**Given records:**

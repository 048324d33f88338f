use crate::rpc::RpcValue;
use chrono::{DateTime, Utc};
use serde::{Deserialize, Serialize};

/// Firmware version reported in the handshake.
#[derive(Debug, Clone, Copy, Default, PartialEq, Eq, Serialize, Deserialize)]
pub struct FirmwareVersion {
    #[serde(default)]
    pub major: u32,
    #[serde(default)]
    pub minor: u32,
    #[serde(default)]
    pub bugfix: u32,
    #[serde(default)]
    pub build: u32,
}

impl std::fmt::Display for FirmwareVersion {
    fn fmt(&self, f: &mut std::fmt::Formatter<'_>) -> std::fmt::Result {
        write!(f, "{}.{}.{}.{}", self.major, self.minor, self.bugfix, self.build)
    }
}

/// Result payload of the `handshake` call.
#[derive(Debug, Clone, Default, Deserialize)]
pub struct HandshakeInfo {
    #[serde(default)]
    pub machine_type: String,
    #[serde(default)]
    pub machine_name: String,
    #[serde(default)]
    pub bot_type: String,
    #[serde(default, rename = "iserial")]
    pub serial: String,
    #[serde(default)]
    pub api_version: String,
    #[serde(default)]
    pub ip: String,
    #[serde(default)]
    pub port: String,
    #[serde(default)]
    pub ssl_port: String,
    #[serde(default)]
    pub vid: i64,
    #[serde(default)]
    pub pid: i64,
    #[serde(default)]
    pub motor_driver_version: String,
    #[serde(default)]
    pub firmware_version: FirmwareVersion,
}

/// One extruder as reported by `get_system_information`.
#[derive(Debug, Clone, PartialEq, Serialize)]
pub struct Toolhead {
    pub index: usize,
    pub present: bool,
    pub current_temperature: Option<f64>,
    pub target_temperature: Option<f64>,
    /// Printer error code, 0 when healthy
    pub error: i64,
}

#[derive(Debug, Clone, PartialEq, Serialize)]
pub struct SystemInformation {
    pub toolheads: Vec<Toolhead>,
}

impl SystemInformation {
    /// Toolheads are listed either directly under `toolheads` or under
    /// `toolheads.extruder`, depending on firmware.
    pub fn from_rpc(value: &RpcValue) -> Self {
        let entries = value
            .get("toolheads")
            .and_then(|t| t.as_array().or_else(|| t.get("extruder").and_then(RpcValue::as_array)))
            .unwrap_or_default();

        let toolheads = entries
            .iter()
            .enumerate()
            .map(|(index, head)| Toolhead {
                index,
                present: head
                    .get("tool_present")
                    .and_then(RpcValue::as_bool)
                    .unwrap_or(false),
                current_temperature: head.get("current_temperature").and_then(RpcValue::as_f64),
                target_temperature: head.get("target_temperature").and_then(RpcValue::as_f64),
                error: head.get("error").and_then(RpcValue::as_i64).unwrap_or(0),
            })
            .collect();

        Self { toolheads }
    }
}

/// Point-in-time state of one LAN printer, rebuilt every poll cycle.
#[derive(Debug, Clone, Serialize)]
pub struct LanPrinter {
    /// `host:port` key in the credential store
    pub address: String,
    pub machine_name: String,
    pub machine_type: String,
    pub bot_type: String,
    pub serial: String,
    pub api_version: String,
    pub firmware_version: FirmwareVersion,
    /// `None` while the printer is unpaired or rejected our token
    pub token: Option<String>,
    pub last_pinged_at: DateTime<Utc>,
    pub system_information: Option<SystemInformation>,
    pub queue_status: Option<RpcValue>,
    pub print_history: Option<RpcValue>,
    pub statistics: Option<RpcValue>,
}

impl LanPrinter {
    pub fn from_handshake(address: &str, info: HandshakeInfo, token: Option<String>) -> Self {
        Self {
            address: address.to_string(),
            machine_name: info.machine_name,
            machine_type: info.machine_type,
            bot_type: info.bot_type,
            serial: info.serial,
            api_version: info.api_version,
            firmware_version: info.firmware_version,
            token,
            last_pinged_at: Utc::now(),
            system_information: None,
            queue_status: None,
            print_history: None,
            statistics: None,
        }
    }

    pub fn is_authenticated(&self) -> bool {
        self.token.is_some()
    }
}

**Exercise brief:** The answer must consist of every entry, set down exactly as given.

**Expected answer:**
repository 048324d33f88338f
use crate::rpc::RpcValue;
use chrono::{DateTime, Utc};
use serde::{Deserialize, Serialize};

/// Firmware version reported in the handshake.
#[derive(Debug, Clone, Copy, Default, PartialEq, Eq, Serialize, Deserialize)]
pub struct FirmwareVersion {
    #[serde(default)]
    pub major: u32,
    #[serde(default)]
    pub minor: u32,
    #[serde(default)]
    pub bugfix: u32,
    #[serde(default)]
    pub build: u32,
}

impl std::fmt::Display for FirmwareVersion {
    fn fmt(&self, f: &mut std::fmt::Formatter<'_>) -> std::fmt::Result {
        write!(f, "{}.{}.{}.{}", self.major, self.minor, self.bugfix, self.build)
    }
}

/// Result payload of the `handshake` call.
#[derive(Debug, Clone, Default, Deserialize)]
pub struct HandshakeInfo {
    #[serde(default)]
    pub machine_type: String,
    #[serde(default)]
    pub machine_name: String,
    #[serde(default)]
    pub bot_type: String,
    #[serde(default, rename = "iserial")]
    pub serial: String,
    #[serde(default)]
    pub api_version: String,
    #[serde(default)]
    pub ip: String,
    #[serde(default)]
    pub port: String,
    #[serde(default)]
    pub ssl_port: String,
    #[serde(default)]
    pub vid: i64,
    #[serde(default)]
    pub pid: i64,
    #[serde(default)]
    pub motor_driver_version: String,
    #[serde(default)]
    pub firmware_version: FirmwareVersion,
}

/// One extruder as reported by `get_system_information`.
#[derive(Debug, Clone, PartialEq, Serialize)]
pub struct Toolhead {
    pub index: usize,
    pub present: bool,
    pub current_temperature: Option<f64>,
    pub target_temperature: Option<f64>,
    /// Printer error code, 0 when healthy
    pub error: i64,
}

#[derive(Debug, Clone, PartialEq, Serialize)]
pub struct SystemInformation {
    pub toolheads: Vec<Toolhead>,
}

impl SystemInformation {
    /// Toolheads are listed either directly under `toolheads` or under
    /// `toolheads.extruder`, depending on firmware.
    pub fn from_rpc(value: &RpcValue) -> Self {
        let entries = value
            .get("toolheads")
            .and_then(|t| t.as_array().or_else(|| t.get("extruder").and_then(RpcValue::as_array)))
            .unwrap_or_default();

        let toolheads = entries
            .iter()
            .enumerate()
            .map(|(index, head)| Toolhead {
                index,
                present: head
                    .get("tool_present")
                    .and_then(RpcValue::as_bool)
                    .unwrap_or(false),
                current_temperature: head.get("current_temperature").and_then(RpcValue::as_f64),
                target_temperature: head.get("target_temperature").and_then(RpcValue::as_f64),
                error: head.get("error").and_then(RpcValue::as_i64).unwrap_or(0),
            })
            .collect();

        Self { toolheads }
    }
}

/// Point-in-time state of one LAN printer, rebuilt every poll cycle.
#[derive(Debug, Clone, Serialize)]
pub struct LanPrinter {
    /// `host:port` key in the credential store
    pub address: String,
    pub machine_name: String,
    pub machine_type: String,
    pub bot_type: String,
    pub serial: String,
    pub api_version: String,
    pub firmware_version: FirmwareVersion,
    /// `None` while the printer is unpaired or rejected our token
    pub token: Option<String>,
    pub last_pinged_at: DateTime<Utc>,
    pub system_information: Option<SystemInformation>,
    pub queue_status: Option<RpcValue>,
    pub print_history: Option<RpcValue>,
    pub statistics: Option<RpcValue>,
}

impl LanPrinter {
    pub fn from_handshake(address: &str, info: HandshakeInfo, token: Option<String>) -> Self {
        Self {
            address: address.to_string(),
            machine_name: info.machine_name,
            machine_type: info.machine_type,
            bot_type: info.bot_type,
            serial: info.serial,
            api_version: info.api_version,
            firmware_version: info.firmware_version,
            token,
            last_pinged_at: Utc::now(),
            system_information: None,
            queue_status: None,
            print_history: None,
            statistics: None,
        }
    }

    pub fn is_authenticated(&self) -> bool {
        self.token.is_some()
    }
}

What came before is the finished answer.